The study relied on data from brain scans originally used to assess amyloid pathology, widely believed to be a hallmark indication of Alzheimer’s disease. The test used was known as amyloid positron emission tomography (PET).
In totality, 236 people participated in having their amyloid PET scans taken and analyzed by the research team. On average, at least two brain scans were conducted, with about 4 and half years apart of each scan.

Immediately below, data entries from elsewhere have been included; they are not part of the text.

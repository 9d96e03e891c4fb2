use crate::core::{ItemReference, Result, ShellError};
use serde::{Deserialize, Serialize};
use std::collections::BTreeMap;

/// Flat string parameters carried across a client round trip
#[derive(Debug, Clone, Default, PartialEq, Eq, Serialize, Deserialize)]
#[serde(transparent)]
pub struct ClientPipelineArgs {
    parameters: BTreeMap<String, String>,
}

impl ClientPipelineArgs {
    pub const ID: &'static str = "id";
    pub const LANGUAGE: &'static str = "language";
    pub const VERSION: &'static str = "version";

    pub fn new() -> Self {
        Self::default()
    }

    pub fn insert(&mut self, key: impl Into<String>, value: impl Into<String>) {
        self.parameters.insert(key.into(), value.into());
    }

    pub fn get(&self, key: &str) -> Option<&str> {
        self.parameters.get(key).map(String::as_str)
    }

    pub fn len(&self) -> usize {
        self.parameters.len()
    }

    pub fn is_empty(&self) -> bool {
        self.parameters.is_empty()
    }

    fn required(&self, key: &str) -> Result<&str> {
        self.get(key)
            .ok_or_else(|| ShellError::InvalidParameter(key.to_string(), "missing".into()))
    }

    /// Parses the `id`/`language`/`version` triple back into a reference
    pub fn item_reference(&self) -> Result<ItemReference> {
        Ok(ItemReference::new(
            self.required(Self::ID)?.parse()?,
            self.required(Self::LANGUAGE)?.parse()?,
            self.required(Self::VERSION)?.parse()?,
        ))
    }
}

impl From<&ItemReference> for ClientPipelineArgs {
    fn from(reference: &ItemReference) -> Self {
        let mut args = Self::new();
        args.insert(Self::ID, reference.id.to_string());
        args.insert(Self::LANGUAGE, reference.language.to_string());
        args.insert(Self::VERSION, reference.version.to_string());
        args
    }
}
pub mod database;
pub mod memory;

pub use database::{ContentDatabase, Item};
pub use memory::{InMemoryContentDatabase, ItemRecord};
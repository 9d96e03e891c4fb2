use super::{ClientPipelineArgs, Session};
use crate::content::Item;
use crate::core::Result;
use crate::gate::CommandState;
use async_trait::async_trait;

/// Items selected in the shell when a command is queried or invoked
#[derive(Debug, Clone, Default)]
pub struct CommandContext {
    pub items: Vec<Item>,
}

impl CommandContext {
    pub fn new(items: Vec<Item>) -> Self {
        Self { items }
    }

    pub fn single(item: Item) -> Self {
        Self { items: vec![item] }
    }

    /// The selected item when exactly one is selected
    pub fn single_item(&self) -> Option<&Item> {
        match self.items.as_slice() {
            [item] => Some(item),
            _ => None,
        }
    }
}

#[async_trait]
pub trait Command: Send + Sync {
    /// Name the shell dispatches on, e.g. `item:addversion`
    fn name(&self) -> &str;

    /// State returned when none of the command's own rules object
    fn base_state(&self) -> CommandState {
        CommandState::Enabled
    }

    async fn query_state(&self, session: &Session, context: &CommandContext) -> Result<CommandState>;

    async fn execute(&self, session: &Session, context: &CommandContext) -> Result<()>;

    /// Continues work scheduled with [`super::ClientPage::start`]
    async fn resume(&self, session: &Session, method: &str, args: &ClientPipelineArgs) -> Result<()>;
}
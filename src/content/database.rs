use crate::core::{ItemId, ItemReference, Language, Result, TemplateId, VersionNumber};
use crate::gate::ItemFacts;
use crate::security::Actor;
use async_trait::async_trait;
use serde::{Deserialize, Serialize};

/// One resolved version of an item in one language
#[derive(Debug, Clone, PartialEq, Eq, Serialize, Deserialize)]
pub struct Item {
    pub id: ItemId,
    pub language: Language,
    pub version: VersionNumber,
    pub template_id: TemplateId,
    pub name: String,
    pub path: String,
    /// Content comes from the fallback language; the item has no version of its own yet
    pub is_fallback: bool,
    pub database: String,
}

impl Item {
    pub fn reference(&self) -> ItemReference {
        ItemReference::new(self.id, self.language.clone(), self.version)
    }
}

/// Content store consumed by shell commands
#[async_trait]
pub trait ContentDatabase: Send + Sync {
    /// Database name, e.g. `master`
    fn name(&self) -> &str;

    /// Resolves a reference. Version `0` resolves to the latest version.
    async fn get_item(&self, reference: &ItemReference) -> Result<Option<Item>>;

    /// Access facts of `item` for `actor`
    async fn facts(&self, item: &Item, actor: &Actor) -> Result<ItemFacts>;

    /// Existing version numbers, ascending. Only the item's language unless
    /// `include_all_languages` is set.
    async fn version_numbers(&self, item: &Item, include_all_languages: bool) -> Result<Vec<VersionNumber>>;

    /// Appends the next version in the item's language and returns it
    async fn add_version(&self, item: &Item) -> Result<Item>;
}
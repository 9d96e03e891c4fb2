pub mod error;
pub mod types;

pub use error::{Result, ShellError};
pub use types::{ItemId, ItemReference, Language, TemplateId, VersionNumber, template_ids};
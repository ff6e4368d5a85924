//! Settings model types.

use serde::{Deserialize, Serialize};

/// Security/encryption mode for the mail source connection.
#[derive(Debug, Clone, Copy, PartialEq, Eq, Default, Serialize, Deserialize)]
#[serde(rename_all = "snake_case")]
pub enum Security {
    /// No encryption (not recommended).
    None,
    /// Implicit TLS (connect directly with TLS).
    #[default]
    Tls,
    /// STARTTLS upgrade after plaintext connect.
    StartTls,
}

impl Security {
    /// Get display name for the security mode.
    #[must_use]
    pub const fn display_name(&self) -> &'static str {
        match self {
            Self::None => "None (insecure)",
            Self::Tls => "SSL/TLS",
            Self::StartTls => "STARTTLS",
        }
    }
}

/// Mail source server configuration.
///
/// Consumed by whichever adapter implements the source contract; the
/// core never opens the connection itself.
#[derive(Debug, Clone, Default, Serialize, Deserialize)]
pub struct SourceConfig {
    /// Server hostname.
    pub host: String,
    /// Server port (default: 995 for TLS, 110 otherwise).
    pub port: u16,
    /// Security mode.
    pub security: Security,
    /// Username for authentication.
    pub username: String,
    /// Password for authentication.
    pub password: String,
}

impl SourceConfig {
    /// Get the conventional POP3 port for the security mode.
    #[must_use]
    pub const fn default_port(security: Security) -> u16 {
        match security {
            Security::None | Security::StartTls => 110,
            Security::Tls => 995,
        }
    }
}

/// What to do about duplicates when the active persistence protocol
/// cannot deduplicate.
///
/// The legacy tables have no source-identifier column, so a pass against
/// them cannot tell new messages from ones ingested before. That choice
/// must be made explicitly rather than silently inherited.
#[derive(Debug, Clone, Copy, PartialEq, Eq, Serialize, Deserialize)]
#[serde(rename_all = "snake_case")]
pub enum DuplicatePolicy {
    /// Run the pass anyway; every fetched message is persisted again on
    /// every pass.
    AllowReingestion,
    /// Refuse to open the legacy store for ingestion at all.
    Reject,
}

/// Which persistence protocol a deployment writes with.
///
/// The two protocols are never mixed at runtime; a store is opened in
/// exactly one mode.
#[derive(Debug, Clone, Copy, PartialEq, Eq, Serialize, Deserialize)]
#[serde(rename_all = "snake_case", tag = "mode")]
pub enum StoreMode {
    /// One uidl-deduplicated row per message.
    Single,
    /// The legacy inquiry/reply-ticket table pair.
    Legacy {
        /// How to handle the protocol's inability to deduplicate.
        duplicates: DuplicatePolicy,
    },
}

/// Deployment settings for the ingestion pipeline.
#[derive(Debug, Clone, Serialize, Deserialize)]
pub struct Settings {
    /// Path to the `SQLite` database file.
    pub database_path: String,
    /// Mail source connection settings.
    pub source: SourceConfig,
    /// Persistence protocol selection.
    pub store: StoreMode,
}

#[cfg(test)]
#[allow(clippy::unwrap_used)]
mod tests {
    use super::*;

    #[test]
    fn test_default_ports() {
        assert_eq!(SourceConfig::default_port(Security::Tls), 995);
        assert_eq!(SourceConfig::default_port(Security::None), 110);
        assert_eq!(SourceConfig::default_port(Security::StartTls), 110);
    }

    #[test]
    fn test_settings_deserialize() {
        let json = r#"{
            "database_path": "mailkeep.db",
            "source": {
                "host": "pop.example.com",
                "port": 995,
                "security": "tls",
                "username": "inbox@example.com",
                "password": "secret"
            },
            "store": { "mode": "legacy", "duplicates": "allow_reingestion" }
        }"#;

        let settings: Settings = serde_json::from_str(json).unwrap();
        assert_eq!(settings.source.host, "pop.example.com");
        assert_eq!(settings.source.security, Security::Tls);
        assert_eq!(
            settings.store,
            StoreMode::Legacy {
                duplicates: DuplicatePolicy::AllowReingestion
            }
        );
    }

    #[test]
    fn test_single_mode_deserialize() {
        let store: StoreMode = serde_json::from_str(r#"{ "mode": "single" }"#).unwrap();
        assert_eq!(store, StoreMode::Single);
    }
}
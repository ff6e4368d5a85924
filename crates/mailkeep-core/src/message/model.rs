//! Stored message model.

use chrono::{DateTime, Utc};

use crate::source::FetchedMessage;

/// A message as persisted in the single-table protocol.
///
/// Rows are created once by ingestion and never mutated or deleted by
/// this crate.
#[derive(Debug, Clone, PartialEq, Eq)]
pub struct StoredMessage {
    /// Generated row id (`None` until persisted).
    pub id: Option<i64>,
    /// Stable unique identifier from the mail source. Unique per row.
    pub uidl: String,
    /// Message subject.
    pub subject: String,
    /// Message body.
    pub body: String,
    /// Sender address.
    pub from: String,
    /// Recipient address.
    pub to: String,
    /// When the message was received by the mailbox.
    pub received_at: DateTime<Utc>,
    /// When the row was created.
    pub created_at: DateTime<Utc>,
}

impl StoredMessage {
    /// Builds a storable record from a fetched message.
    #[must_use]
    pub fn from_fetched(message: &FetchedMessage) -> Self {
        Self {
            id: None,
            uidl: message.uidl.clone(),
            subject: message.subject.clone(),
            body: message.body.clone(),
            from: message.from.clone(),
            to: message.to.clone(),
            received_at: message.received_at,
            created_at: Utc::now(),
        }
    }
}

#[cfg(test)]
mod tests {
    use super::*;

    #[test]
    fn test_from_fetched_copies_fields() {
        let fetched = FetchedMessage {
            uidl: "uidl-42".to_string(),
            subject: "Hello".to_string(),
            body: "Body text".to_string(),
            from: "sender@example.com".to_string(),
            to: "inbox@example.com".to_string(),
            received_at: Utc::now(),
        };

        let stored = StoredMessage::from_fetched(&fetched);
        assert_eq!(stored.id, None);
        assert_eq!(stored.uidl, "uidl-42");
        assert_eq!(stored.subject, "Hello");
        assert_eq!(stored.received_at, fetched.received_at);
        assert!(stored.created_at >= fetched.received_at);
    }
}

“Amyloid accumulation was evaluated in 236 individuals who underwent more than one amyloid PET scan,” the findings state. “The average age was 66.5 ± 9.2 years and twelve individuals (5%) had cognitive impairment at their baseline amyloid PET scan. A tipping point in amyloid accumulation was identified at a low level of amyloid burden, after which nearly all individuals accumulated amyloid at a relatively consistent rate until reaching a high level of amyloid burden.”
The results suggest that the participants who reached the tipping point at a younger age took much longer to present cognitive deficits compared to those who reached it later in life. The participants with a tipping point at age 50 developed symptoms close to 20 years later, while those at age 80 took almost 10 years.
The author’s conclusion of the findings: “The age of symptom onset in sporadic Alzheimer’s disease is strongly correlated with the age that an individual reaches a tipping point in amyloid accumulation.”